Il governo ha varato nel 2015 una riforma del
sistema nazionale di istruzione e formazione che ha destato un notevole
dibattito tra detrattori e sostenitori del provvedimento. Tanto si discute e se
ne continuerà a discutere su la cosiddetta “Buona Scuola”
Nella nostra proposta di “Storie di scuola”

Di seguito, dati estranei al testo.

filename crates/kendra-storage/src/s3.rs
use crate::cloud::{ObjectStoreBackend, StoreBuilder};
use crate::traits::{StorageError, StorageResult};
use crate::CloudProvider;
use object_store::aws::{AmazonS3, AmazonS3Builder};

/// AWS S3 backend (or any S3-compatible provider). The bucket is chosen per
/// request.
pub type S3Storage = ObjectStoreBackend<S3StoreBuilder>;

#[derive(Clone)]
pub struct S3StoreBuilder {
    region: String,
    endpoint_url: Option<String>, // Custom endpoint for S3-compatible providers
}

impl S3StoreBuilder {
    /// # Arguments
    /// * `region` - AWS region (or region identifier for S3-compatible providers)
    /// * `endpoint_url` - Optional custom endpoint URL for S3-compatible providers
    ///   (e.g., "http://localhost:9000" for MinIO)
    pub fn new(region: impl Into<String>, endpoint_url: Option<String>) -> Self {
        Self {
            region: region.into(),
            endpoint_url,
        }
    }
}

impl StoreBuilder for S3StoreBuilder {
    type Store = AmazonS3;

    fn build(&self, bucket: &str) -> StorageResult<AmazonS3> {
        let mut builder = AmazonS3Builder::from_env()
            .with_region(self.region.clone())
            .with_bucket_name(bucket);

        if let Some(ref endpoint) = self.endpoint_url {
            let allow_http = endpoint.starts_with("http://");
            builder = builder
                .with_endpoint(endpoint.clone())
                .with_allow_http(allow_http);
        }

        builder
            .build()
            .map_err(|e| StorageError::ConfigError(e.to_string()))
    }

    fn provider(&self) -> CloudProvider {
        CloudProvider::Aws
    }
}

impl S3Storage {
    pub fn s3(region: impl Into<String>, endpoint_url: Option<String>) -> Self {
        ObjectStoreBackend::new(S3StoreBuilder::new(region, endpoint_url))
    }
}

#[cfg(test)]
mod tests {
    use super::*;
    use crate::traits::CloudStorage;

    #[test]
    fn test_builder_accepts_custom_endpoint() {
        let builder = S3StoreBuilder::new(
            "ap-south-1",
            Some("http://localhost:9000".to_string()),
        );
        assert!(builder.build("sl-unnati-storage").is_ok());
        assert_eq!(builder.provider(), CloudProvider::Aws);
    }

    #[tokio::test]
    async fn test_upload_rejects_invalid_bucket() {
        let storage = S3Storage::s3("ap-south-1", None);
        let err = storage
            .upload("bad bucket", "a.png", bytes::Bytes::from_static(b"abc"))
            .await
            .unwrap_err();
        assert!(matches!(err, StorageError::InvalidRequest(_)));
    }
}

vogliamo presentare racconti e suggerire riflessioni a partire da esempi utili e concreti di come si realizza, nella
quotidianità una buona scuola.
Siamo partiti riportando alcuni brani del
discorso di Papa Francesco, in visita alla tomba di don Lorenzo Milani, nel
giugno di quest’anno. Su alcune
riflessioni di Don Lorenzo torniamo, in quanto, a nostro avviso, al di là dei
modelli organizzativi che si stanno o si vorranno adottare, è sui principi
educativi, sul ruolo del/della maestro/a, sull’analisi delle differenze, che
occorre continuare a riflettere, per
fare una scuola che serva ai ragazzi ed
alle ragazze, che si relazioni con loro.
I brani
che seguono sono ripresi dallo scritto di Lorenzo Milani “Esperienze Pastorali”

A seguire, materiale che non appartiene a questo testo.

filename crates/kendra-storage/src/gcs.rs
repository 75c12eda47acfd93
use crate::cloud::{ObjectStoreBackend, StoreBuilder};
use crate::traits::{StorageError, StorageResult};
use crate::CloudProvider;
use object_store::gcp::{GoogleCloudStorage, GoogleCloudStorageBuilder};

/// Google Cloud Storage backend. Signing needs a service account key file.
pub type GcsStorage = ObjectStoreBackend<GcsStoreBuilder>;

#[derive(Clone)]
pub struct GcsStoreBuilder {
    service_account_path: String,
}

impl GcsStoreBuilder {
    pub fn new(service_account_path: impl Into<String>) -> Self {
        Self {
            service_account_path: service_account_path.into(),
        }
    }
}

impl StoreBuilder for GcsStoreBuilder {
    type Store = GoogleCloudStorage;

    fn build(&self, bucket: &str) -> StorageResult<GoogleCloudStorage> {
        GoogleCloudStorageBuilder::from_env()
            .with_bucket_name(bucket)
            .with_service_account_path(self.service_account_path.clone())
            .build()
            .map_err(|e| StorageError::ConfigError(e.to_string()))
    }

    fn provider(&self) -> CloudProvider {
        CloudProvider::Gc
    }
}

impl GcsStorage {
    pub fn gcs(service_account_path: impl Into<String>) -> Self {
        ObjectStoreBackend::new(GcsStoreBuilder::new(service_account_path))
    }
}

– Liberia Editrice Fiorentina – Firenze 1958 e riportati nel libro di Francesco
Milanese “Don Milani quel Priore seppellito a Barbiana” Liberia editrice
Fiorentina – Firenze 1987 (NdR).
La scuola : un dialogo con il mondo e con la
storia:
“La vita
moderna richiede al cittadino un crescendo di prestazioni “intellettuali”

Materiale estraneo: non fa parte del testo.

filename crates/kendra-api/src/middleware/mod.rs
pub mod request_id;

pub use request_id::request_id_middleware;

(politica, sindacato, burocrazia etc.) che non erano richieste al bracciante
nel secolo scorso….Non è dunque un’esagerazione sostenere che l’operaio di oggi
col suo diploma di quinta elementare è in stato di maggior minoranza sociale
che non il bracciante analfabeta nel 1841”
“Devo
tutto quello che so ai giovani operai e contadini con cui ho fatto scuola.
Quello che
loro credevano di stare imparando da me io l’ho imparato da loro.
Io ho
insegnato loro ad esprimersi mentre loro mi hanno insegnato a vivere.
Sono loro
che mi hanno avviate a pensare le cose che sono scritte in questo libro. Sui
libri delle scuole io non le avevo trovate. Le ho imparate mentre le scrivevo e
le ho scritte perché loro me le avevano messe nel cuore…io non ero così e
perciò non potrò mai dimenticare quello che ho avuto da loro”
“Nell’anno
1951 – 1952 non ci fu vera scuola perché stetti malato. Quando ripresi la
scuola nel 1952 – 1953, avevo ormai superato ogni interiore esitazione: la
scuola era il bene della classe operaia, la ricreazione era la rovina della
classe operaia. Con le buone o con le cattive bisognava dunque che tutti i
giovani operai capissero questo contrasto e si schierassero dalla parte giusta”
“A noi non
interessa tanto di colmare l’abisso di ignoranza quanto l’abisso di differenza.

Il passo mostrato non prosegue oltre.